On the other hand, another puzzle appeared. If the body was not eaten by wild animals, fish or birds after death, then worms ate it. Saint Augustine then asked: All men born of the flesh, are they not also vermin? It was thought that a man could not be resurrected unless the animals were brought back to life.
Fragment of the mosaic depicting the Last Judgment in the Cathedral of Torcello, where you can see animals vomiting with fragments of human bodies (source:public domain).
Near Venice, in the Cathedral of Torcello, there is an 11th-century mosaic in which animals and fish resurrected on Judgment Day obediently vomit the parts of the human body they have eaten . So where are the animals that will be raised from the dead going to be?
Paradise garden without mosquitoes
The first problem of the Church Fathers was the question of what animals would actually be doing in heaven. It was not believed that they had any purpose other than serving man, be it food and clothing, or work. Thomas Aquinas made it clear that if a man in heaven would not need any of these things, animals were also redundant.

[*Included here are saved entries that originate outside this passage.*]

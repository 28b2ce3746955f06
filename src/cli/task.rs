use std::path::Path;

use serde_json::json;

use crate::cli::commands::TaskCommands;
use crate::config::Config;
use crate::context::Context;
use crate::error::TodoError;
use crate::models::{CreateParams, Dates, SearchParams};
use crate::output;
use crate::service::TaskService;

use super::{open_service, parse_date, parse_priority, print_json, report_error, require_init};

pub async fn run(
    cmd: TaskCommands,
    ctx: &Context,
    home: &Path,
    config: &Config,
    json_output: bool,
) -> i32 {
    if let Some(code) = require_init(home, json_output) {
        return code;
    }
    let service = match open_service(home, config) {
        Ok(service) => service,
        Err(e) => return report_error("open", &e, json_output),
    };

    let (op, result) = match cmd {
        TaskCommands::Create { description, priority, start, due } => (
            "create",
            run_create(&service, ctx, description, &priority, start.as_deref(), due.as_deref(), json_output).await,
        ),
        TaskCommands::Show { id } => ("find", run_show(&service, ctx, &id, json_output).await),
        TaskCommands::Update { id, description, priority, start, due, done } => (
            "update",
            run_update(
                &service,
                ctx,
                &id,
                &description,
                &priority,
                start.as_deref(),
                due.as_deref(),
                done,
                json_output,
            )
            .await,
        ),
        TaskCommands::Delete { id } => ("delete", run_delete(&service, ctx, &id, json_output).await),
        TaskCommands::Search { description, priority, done, from, size } => {
            let params = SearchParams { description, priority: None, is_done: done, from, size };
            ("search", run_search(&service, ctx, params, priority.as_deref(), json_output).await)
        }
    };

    match result {
        Ok(code) => code,
        Err(e) => report_error(op, &e, json_output),
    }
}

fn parse_dates(start: Option<&str>, due: Option<&str>) -> Result<Dates, TodoError> {
    Ok(Dates::new(parse_date("start", start)?, parse_date("due", due)?))
}

async fn run_create(
    service: &TaskService,
    ctx: &Context,
    description: String,
    priority: &str,
    start: Option<&str>,
    due: Option<&str>,
    json_output: bool,
) -> Result<i32, TodoError> {
    let params = CreateParams {
        description,
        priority: parse_priority(priority)?,
        dates: parse_dates(start, due)?,
    };
    let task = service.create(ctx, &params).await?;

    if json_output {
        print_json(&output::json::success(json!({ "task": output::json::task_json(&task) })));
    } else {
        println!("Created task: {} ({})", task.description, task.id);
    }
    Ok(0)
}

async fn run_show(service: &TaskService, ctx: &Context, id: &str, json_output: bool) -> Result<i32, TodoError> {
    let task = service.task(ctx, id).await?;

    if json_output {
        print_json(&output::json::success(json!({ "task": output::json::task_json(&task) })));
    } else {
        output::text::print_task(&task);
    }
    Ok(0)
}

#[allow(clippy::too_many_arguments)]
async fn run_update(
    service: &TaskService,
    ctx: &Context,
    id: &str,
    description: &str,
    priority: &str,
    start: Option<&str>,
    due: Option<&str>,
    done: bool,
    json_output: bool,
) -> Result<i32, TodoError> {
    let priority = parse_priority(priority)?;
    let dates = parse_dates(start, due)?;
    service.update(ctx, id, description, priority, &dates, done).await?;

    if json_output {
        print_json(&output::json::success(json!({ "updated": { "id": id } })));
    } else {
        println!("Updated task {id}");
    }
    Ok(0)
}

async fn run_delete(service: &TaskService, ctx: &Context, id: &str, json_output: bool) -> Result<i32, TodoError> {
    service.delete(ctx, id).await?;

    if json_output {
        print_json(&output::json::success(json!({ "deleted": { "id": id } })));
    } else {
        println!("Deleted task {id}");
    }
    Ok(0)
}

async fn run_search(
    service: &TaskService,
    ctx: &Context,
    mut params: SearchParams,
    priority: Option<&str>,
    json_output: bool,
) -> Result<i32, TodoError> {
    params.priority = priority.map(parse_priority).transpose()?;
    let results = service.by(ctx, &params).await?;

    if json_output {
        let tasks: Vec<_> = results.tasks.iter().map(output::json::task_json).collect();
        print_json(&output::json::success(json!({
            "tasks": tasks,
            "total": results.total,
        })));
    } else {
        output::text::print_task_list(&results.tasks);
        println!("Total: {}", results.total);
    }
    Ok(0)
}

The situation was quite different with the images of heaven as a place full of earthly pleasures, a garden of paradise full of fruit trees and gentle animals. In the 15th century, famous people buried their animals in the hope of eternal life.
According to a poem by one of the courtiers, Izabella d'Este's bitch, mischievous Aura, went to heaven. Fragment of a painting by Titian from around 1535 (source:public domain).
And so the epitaph on the tombstone of a little dog named Viola said that she was now in heaven. One of the courtiers wrote a poem describing the ascension of the mischievous Auras , bitches Izabella d'Este.
Christians who wanted to see their pets after death could also seek comfort in the Holy Scriptures. In one of the Psalms we read: Lord, you bring salvation to people and animals (Psalm 36:7), and in the epistles of Saint Paul you can find the promise that all the earth will be saved and that Christ will unite what is in the heavens and what is on earth (Eph. 1:9-10).
Writer C.S. Lewis emphasized the possibility of salvation by animals, noting that less desirable species, such as tapeworms or mosquitoes, have no chance for the sky . He suggested that human companions are transformed by intercourse with humans, and that their immortality stems, as it were, from the immortality of their owners.
Thus, in the works of the 20th-century author, the early medieval anthropocentrism persisted - animals are not allowed into heaven, unless they are slippery favorites thanks to their masters.
A better sky seems to be from Isaiah (11:6-8), where a wolf would live with a lamb, a panther with a child, a lion would eat straw like an ox, and children could play with poisonous snakes without fear. It would be paradise!